Dalam definisi lain, aksiologi merupakan suatu pendidikan yang menguji dan
mengintegrasikan semua nilai tersebut dalam kehidupan manusia.[6]
Dalam bahasa BM, aksiologi mempertanyakan untuk apa pengetahuan yang berupa
ilmu itu dipergunakan; bagaimana kaitan antara cara penggunaan tersebut dengan
kaidah-kaidah moral; bagaimana penentuan objek dan metode yang ditelaah
berdasarkan pilihan-pilihan moral; bagaimana korelasi antara teknik prosedural
yang merupakan operasionalisasi metode ilmiah dengan norma-norma moral. Aksioologi
berusaha membawa manusia hidup dengan benar (act rightly) dalam memaknai
kebenaran ilmu pengetahuan.
Demikianlah,
filsafat adalah jalan yang dapat ditempuh oleh manusia dalam mendekati
kebenaran. Perlu ditegaskan kembali di sini pandangan BM yang inspiratif bahwa filsafat
memiliki tugas yang berat untuk mengharmoniskan segala fenomena yang menjadi
tidak teratur dalam kehidupan manusia sebagai akibat dari sikap dan cara
memandang kehidupan yang terlalu bersandar kepada common sense manusia.

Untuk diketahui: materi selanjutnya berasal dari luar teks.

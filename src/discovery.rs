use std::net::{IpAddr, Ipv4Addr, Ipv6Addr, SocketAddr};

use serde::{Deserialize, Serialize};
use service::SessionInfo;

/// A session announced by another host.
#[derive(Deserialize, Serialize, Debug, Clone, PartialEq, Eq)]
#[serde(rename_all = "camelCase")]
pub struct RemoteSession {
    pub name: String,
    pub host: String,
    pub port: u16,
    #[serde(default)]
    pub address: Option<Ipv4Addr>,
    #[serde(default)]
    pub address_v6: Option<Ipv6Addr>,
}

impl RemoteSession {
    /// Control endpoint to invite, IPv4 preferred.
    ///
    /// # Test
    ///
    /// ```
    /// use std::net::Ipv4Addr;
    /// use rtpmidi_server::discovery::RemoteSession;
    ///
    /// let remote = RemoteSession {
    ///     name: "Studio".to_string(),
    ///     host: "studio.local".to_string(),
    ///     port: 5004,
    ///     address: Some(Ipv4Addr::new(192, 168, 1, 20)),
    ///     address_v6: None,
    /// };
    ///
    /// assert_eq!(remote.control_address(), Some("192.168.1.20:5004".parse().unwrap()));
    /// ```
    pub fn control_address(&self) -> Option<SocketAddr> {
        let ip = self
            .address
            .map(IpAddr::V4)
            .or(self.address_v6.map(IpAddr::V6))?;

        Some(SocketAddr::new(ip, self.port))
    }
}

/// Service discovery backend.
///
/// Published sessions are announced when they become ready and withdrawn
/// when they end. Remote announcements are fed back into the manager with
/// [`crate::manager::Manager::remote_session_up`] and
/// [`crate::manager::Manager::remote_session_down`].
pub trait Discovery: Send + Sync {
    fn publish(&self, session: &SessionInfo);

    fn unpublish(&self, session: &SessionInfo);
}

/// Discovery that announces nothing.
#[derive(Debug, Default, Clone, Copy)]
pub struct NoopDiscovery;

impl Discovery for NoopDiscovery {
    fn publish(&self, session: &SessionInfo) {
        log::debug!(
            "discovery disabled, not publishing: name={}, port={}",
            session.bonjour_name,
            session.port
        );
    }

    fn unpublish(&self, _: &SessionInfo) {}
}
use std::{
    fs,
    io::ErrorKind,
    path::{Path, PathBuf},
};

use anyhow::Result;
use parking_lot::Mutex;

use crate::config::SessionConfig;

/// Where the manager keeps its session list between runs.
pub trait Store: Send + Sync {
    fn read(&self) -> Result<Vec<SessionConfig>>;

    fn write(&self, sessions: &[SessionConfig]) -> Result<()>;
}

/// Session list kept for the lifetime of the process only.
#[derive(Default)]
pub struct MemoryStore(Mutex<Vec<SessionConfig>>);

impl MemoryStore {
    pub fn new(sessions: Vec<SessionConfig>) -> Self {
        Self(Mutex::new(sessions))
    }
}

impl Store for MemoryStore {
    fn read(&self) -> Result<Vec<SessionConfig>> {
        Ok(self.0.lock().clone())
    }

    fn write(&self, sessions: &[SessionConfig]) -> Result<()> {
        *self.0.lock() = sessions.to_vec();
        Ok(())
    }
}

/// Session list kept as a JSON array in a file.
///
/// A missing file reads as an empty list.
pub struct FileStore {
    path: PathBuf,
}

impl FileStore {
    pub fn new<P: AsRef<Path>>(path: P) -> Self {
        Self {
            path: path.as_ref().to_path_buf(),
        }
    }
}

impl Store for FileStore {
    fn read(&self) -> Result<Vec<SessionConfig>> {
        match fs::read_to_string(&self.path) {
            Ok(text) => Ok(serde_json5::from_str(&text)?),
            Err(e) if e.kind() == ErrorKind::NotFound => Ok(Vec::new()),
            Err(e) => Err(e.into()),
        }
    }

    fn write(&self, sessions: &[SessionConfig]) -> Result<()> {
        if let Some(parent) = self.path.parent() {
            fs::create_dir_all(parent)?;
        }

        fs::write(&self.path, serde_json::to_string_pretty(sessions)?)?;
        Ok(())
    }
}

#[cfg(test)]
mod tests {
    use super::*;

    #[test]
    fn memory_store() -> Result<()> {
        let store = MemoryStore::new(vec![SessionConfig::new("a", 5004)]);
        assert_eq!(store.read()?.len(), 1);

        store.write(&[SessionConfig::new("b", 5006), SessionConfig::new("c", 5008)])?;

        let names = store.read()?.into_iter().map(|it| it.local_name).collect::<Vec<_>>();
        assert_eq!(names, vec!["b", "c"]);

        Ok(())
    }

    #[test]
    fn file_store() -> Result<()> {
        let path = std::env::temp_dir()
            .join(format!("rtpmidi-store-{}", rand::random::<u32>()))
            .join("sessions.json");

        let store = FileStore::new(&path);
        assert!(store.read()?.is_empty());

        let mut session = SessionConfig::new("studio", 5006);
        session.ssrc = Some(42);
        session.bundle = false;

        store.write(&[session.clone()])?;
        assert_eq!(store.read()?, vec![session]);

        if let Some(parent) = path.parent() {
            fs::remove_dir_all(parent)?;
        }

        Ok(())
    }
}
use std::sync::Arc;

use ahash::{HashMap, HashMapExt};
use anyhow::{Result, anyhow};
use parking_lot::Mutex;

use crate::{
    config::SessionConfig,
    discovery::{Discovery, RemoteSession},
    handler::Handler,
    server::{self, SessionHandle},
    service::SessionHandler,
    store::Store,
};

/// Builds the event handler of every session the manager starts.
pub type HandlerFactory = Arc<dyn Fn(&SessionConfig) -> Arc<dyn SessionHandler> + Send + Sync>;

struct Entry {
    config: SessionConfig,
    handle: Option<SessionHandle>,
}

/// Registry of the local sessions and of the sessions seen on the network.
pub struct Manager {
    store: Arc<dyn Store>,
    discovery: Arc<dyn Discovery>,
    handlers: HandlerFactory,
    sessions: Mutex<Vec<Entry>>,
    remotes: Mutex<HashMap<String, RemoteSession>>,
}

impl Manager {
    /// Sessions started by this manager log their events and follow MIDI
    /// time code, see [`Manager::with_handler`] to consume them instead.
    pub fn new(store: Arc<dyn Store>, discovery: Arc<dyn Discovery>) -> Self {
        Self {
            handlers: Arc::new(|config: &SessionConfig| {
                Arc::new(Handler::new(&config.local_name)) as Arc<dyn SessionHandler>
            }),
            sessions: Mutex::new(Vec::new()),
            remotes: Mutex::new(HashMap::with_capacity(16)),
            discovery,
            store,
        }
    }

    /// Replace the handler given to the sessions started from now on.
    ///
    /// # Test
    ///
    /// ```
    /// use std::sync::Arc;
    ///
    /// use rtpmidi_server::{
    ///     discovery::NoopDiscovery,
    ///     handler::Handler,
    ///     manager::Manager,
    ///     service::SessionHandler,
    ///     store::MemoryStore,
    /// };
    ///
    /// let manager = Manager::new(Arc::new(MemoryStore::default()), Arc::new(NoopDiscovery))
    ///     .with_handler(|config| Arc::new(Handler::new(&config.local_name)) as Arc<dyn SessionHandler>);
    ///
    /// assert!(manager.sessions().is_empty());
    /// ```
    pub fn with_handler<F>(mut self, factory: F) -> Self
    where
        F: Fn(&SessionConfig) -> Arc<dyn SessionHandler> + Send + Sync + 'static,
    {
        self.handlers = Arc::new(factory);
        self
    }

    /// Create every session kept in the store.
    pub async fn start(&self) -> Result<()> {
        for config in self.store.read()? {
            self.create_session(config, false).await?;
        }

        Ok(())
    }

    /// Register a session, binding it right away when it is activated.
    ///
    /// With `save` the session list is written back to the store.
    pub async fn create_session(&self, config: SessionConfig, save: bool) -> Result<()> {
        if self.contains(&config.local_name) {
            return Err(anyhow!("session already exists: name={}", config.local_name));
        }

        let handle = if config.activated {
            let handle = server::start_session(
                config.options(),
                config.ip_version.unspecified(),
                (self.handlers)(&config),
            )
            .await?;

            if config.published {
                self.discovery.publish(&handle.info().await?);
            }

            Some(handle)
        } else {
            None
        };

        log::info!(
            "session added: name={}, port={}, activated={}",
            config.local_name,
            config.port,
            config.activated
        );

        let name = config.local_name.clone();
        let rejected = {
            let mut sessions = self.sessions.lock();

            // The sockets are bound without the lock held, check again.
            if sessions.iter().any(|it| it.config.local_name == name) {
                Some(handle)
            } else {
                sessions.push(Entry { config, handle });
                None
            }
        };

        if let Some(handle) = rejected {
            if let Some(handle) = handle {
                handle.end().await?;
            }

            return Err(anyhow!("session already exists: name={}", name));
        }

        if save {
            self.save()?;
        }

        Ok(())
    }

    /// End and forget a session, returns whether it existed.
    pub async fn remove_session(&self, name: &str) -> Result<bool> {
        let entry = {
            let mut sessions = self.sessions.lock();
            let Some(index) = sessions.iter().position(|it| it.config.local_name == name) else {
                return Ok(false);
            };

            sessions.remove(index)
        };

        self.end(entry).await?;
        self.save()?;
        Ok(true)
    }

    pub fn get_session_by_name(&self, name: &str) -> Option<SessionHandle> {
        self.sessions
            .lock()
            .iter()
            .find(|it| it.config.local_name == name)
            .and_then(|it| it.handle.clone())
    }

    /// Configuration of every local session.
    pub fn sessions(&self) -> Vec<SessionConfig> {
        self.sessions.lock().iter().map(|it| it.config.clone()).collect()
    }

    pub fn remote_sessions(&self) -> Vec<RemoteSession> {
        self.remotes.lock().values().cloned().collect()
    }

    /// A session was announced on the network.
    ///
    /// Announcements of our own sessions are ignored.
    pub fn remote_session_up(&self, remote: RemoteSession) {
        if self.is_local(&remote) {
            return;
        }

        log::info!(
            "remote session added: name={}, host={}, port={}",
            remote.name,
            remote.host,
            remote.port
        );

        self.remotes.lock().insert(remote.name.clone(), remote);
    }

    /// A session was withdrawn from the network.
    pub fn remote_session_down(&self, remote: &RemoteSession) {
        if self.is_local(remote) {
            return;
        }

        if self.remotes.lock().remove(&remote.name).is_some() {
            log::info!("remote session removed: name={}", remote.name);
        }
    }

    /// End every session, one after the other.
    pub async fn reset(&self) -> Result<()> {
        let entries = std::mem::take(&mut *self.sessions.lock());
        for entry in entries {
            self.end(entry).await?;
        }

        Ok(())
    }

    async fn end(&self, entry: Entry) -> Result<()> {
        if let Some(handle) = entry.handle {
            if entry.config.published {
                if let Ok(info) = handle.info().await {
                    self.discovery.unpublish(&info);
                }
            }

            handle.end().await?;
        }

        log::info!("session removed: name={}", entry.config.local_name);
        Ok(())
    }

    fn contains(&self, name: &str) -> bool {
        self.sessions.lock().iter().any(|it| it.config.local_name == name)
    }

    fn is_local(&self, remote: &RemoteSession) -> bool {
        self.sessions
            .lock()
            .iter()
            .any(|it| it.config.bonjour_name() == remote.name && it.config.port == remote.port)
    }

    fn save(&self) -> Result<()> {
        self.store.write(&self.sessions())
    }
}
//! AppleMIDI session engine.
//!
//! Everything in this crate is synchronous and runtime free. The caller owns
//! the sockets and the wall clock: it feeds received datagrams into
//! [`Session::handle_datagram`], fires due timers with
//! [`Session::poll_timers`], and sends whatever [`Session::drain_outgoing`]
//! returns.

pub mod clock;
pub mod queue;
pub mod session;
pub mod stream;
pub mod timer;

pub use self::{
    session::{Session, SessionInfo, SessionOptions},
    stream::{EndReason, Stream, StreamInfo, StreamState},
};

pub use codec;

use std::{net::SocketAddr, sync::Arc};

use bytes::Bytes;
use codec::control::ControlMessage;

/// The two UDP ports of a session.
///
/// The control port is always even and the data port is always the control
/// port plus one.
#[derive(Debug, Clone, Copy, PartialEq, Eq, Hash)]
pub enum Channel {
    Control,
    Data,
}

impl Channel {
    /// Which channel a port belongs to, by parity.
    ///
    /// # Test
    ///
    /// ```
    /// use rtpmidi_service::Channel;
    ///
    /// assert_eq!(Channel::of_port(5004), Channel::Control);
    /// assert_eq!(Channel::of_port(5005), Channel::Data);
    /// ```
    pub fn of_port(port: u16) -> Self {
        if port % 2 == 0 {
            Self::Control
        } else {
            Self::Data
        }
    }
}

/// Where outbound datagrams go.
///
/// The session never touches a socket, it only asks its transport to send
/// from the socket of `channel`.
pub trait Transport {
    fn send(&mut self, channel: Channel, to: SocketAddr, bytes: Bytes);
}

impl Transport for Vec<(Channel, SocketAddr, Bytes)> {
    fn send(&mut self, channel: Channel, to: SocketAddr, bytes: Bytes) {
        self.push((channel, to, bytes));
    }
}

/// Session events.
///
/// All methods have empty default bodies, implement only the ones you need.
pub trait SessionHandler: Send + Sync {
    /// Both session ports are bound and listening.
    #[allow(unused_variables)]
    fn on_ready(&self, session: &SessionInfo) {}

    /// A stream finished its handshake on both channels.
    #[allow(unused_variables)]
    fn on_stream_added(&self, stream: &Stream) {}

    /// A stream has ended and is about to be dropped.
    ///
    /// Streams that never finished their handshake are reported here as well
    /// when they time out or get rejected.
    #[allow(unused_variables)]
    fn on_stream_removed(&self, stream: &Stream, reason: EndReason) {}

    /// A MIDI command arrived on an established stream.
    ///
    /// `delta_time` is the accumulated delta of the command within its
    /// packet, in session ticks. `message` carries the raw MIDI octets,
    /// status first.
    #[allow(unused_variables)]
    fn on_message(&self, stream: &Stream, delta_time: u32, message: &[u8]) {}

    /// Any well formed control message, before it is dispatched.
    #[allow(unused_variables)]
    fn on_control_message(&self, from: SocketAddr, message: &ControlMessage) {}
}

impl<T: SessionHandler + ?Sized> SessionHandler for Arc<T> {
    fn on_ready(&self, session: &SessionInfo) {
        (**self).on_ready(session)
    }

    fn on_stream_added(&self, stream: &Stream) {
        (**self).on_stream_added(stream)
    }

    fn on_stream_removed(&self, stream: &Stream, reason: EndReason) {
        (**self).on_stream_removed(stream, reason)
    }

    fn on_message(&self, stream: &Stream, delta_time: u32, message: &[u8]) {
        (**self).on_message(stream, delta_time, message)
    }

    fn on_control_message(&self, from: SocketAddr, message: &ControlMessage) {
        (**self).on_control_message(from, message)
    }
}
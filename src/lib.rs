pub mod config;
pub mod discovery;
pub mod handler;
pub mod manager;
pub mod mtc;
pub mod server;
pub mod store;

pub use service;

use std::sync::Arc;

use self::{
    config::Config,
    discovery::NoopDiscovery,
    manager::Manager,
    store::{FileStore, MemoryStore, Store},
};

/// In order to let the integration test directly use the rtpmidi-server crate
/// and start the server, a function is opened to replace the main function to
/// directly start the server.
///
/// Sessions kept in the store are created first, then configured sessions
/// the store does not know about, then the configured remotes are invited.
pub async fn start_server(config: Config) -> anyhow::Result<Manager> {
    let store: Arc<dyn Store> = match &config.store {
        Some(it) => Arc::new(FileStore::new(&it.path)),
        None => Arc::new(MemoryStore::default()),
    };

    let manager = Manager::new(store, Arc::new(NoopDiscovery));
    manager.start().await?;

    let known = manager.sessions();
    for session in config.sessions {
        if !known.iter().any(|it| it.local_name == session.local_name) {
            manager.create_session(session, true).await?;
        }
    }

    for remote in config.remotes {
        let Some(session) = manager.get_session_by_name(&remote.session) else {
            log::warn!(
                "remote refers to an unknown or inactive session: session={}, address={}",
                remote.session,
                remote.address
            );

            continue;
        };

        session.connect(remote.address)?;
    }

    Ok(manager)
}
#[global_allocator]
static GLOBAL: mimalloc::MiMalloc = mimalloc::MiMalloc;

use rtpmidi_server::config::Config;

#[tokio::main]
async fn main() -> anyhow::Result<()> {
    let config = Config::load()?;
    simple_logger::init_with_level(config.log.level.as_level())?;

    if config.sessions.is_empty() && config.store.is_none() {
        log::warn!(
            "No sessions are configured, it's just a program without any functionality :-)"
        );

        return Ok(());
    }

    let manager = rtpmidi_server::start_server(config).await?;

    tokio::signal::ctrl_c().await?;
    log::info!("shutting down");

    manager.reset().await
}
mod iam;
pub use iam::*;
mod ssm;
pub use ssm::*;
mod s3_bucket;
pub use s3_bucket::*;
mod api_gateway;
pub use api_gateway::*;

// higher level resources:
mod kinesis;
pub use kinesis::*;
mod api_ssm_config;
pub use api_ssm_config::*;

Filsafat berusaha membawa kita untuk secara kritis terus mempertanyakan segala
fenomena kehidupan, termasuk mempertanyakan diri kita sendiri, karena
sebagaimana yang dikemukakan oleh Jujun S. Suriasumantri, ”Berfilsafat berarti
berendah hati mengevaluasi segenap pengetahuan yang telah kita ketahui”[7]
∎
Medan, 15 Desember 2013
[1] Artikel ini
merupakan hasil refleksi penulis terhadap kuliah Filsafat Ilmu Pendidikan oleh
Prof. Dr. Belferik Manullang, 12 Desember 2013 pada Program Studi Administrasi
Pendidikan, Program Pascasarjana, Universitas Negeri Medan.
[2] Harold H. Titus,
Marilyn S. Smith, dan Richard T. Nolan, Persoalan-Persoalan Filsafat,
terjemahan H.M. Rasjidi dari Living Issues in Philosophy, ed. VII (Jakarta:
Bulan Bintang, 1984) h. 245.
[3] Prof. Dr. H.
Jalaluddin dan Prof. Dr. H. Abdullah Idi, M.Ed., Filsafat Pendidikan:
Manusia, Filsafat, dan Pendidikan, ed. 1—2 (Jakarta: Rajawali Pers, 2012)
h. 77.
[4] Salam (1988: 9);
lihat dalam Jalaluddin dan Idi, ibid.
[5] Muhammad Noor Syam
(1986: 32); lihat dalam Jalaluddin dan Idi, ibid. h. 78.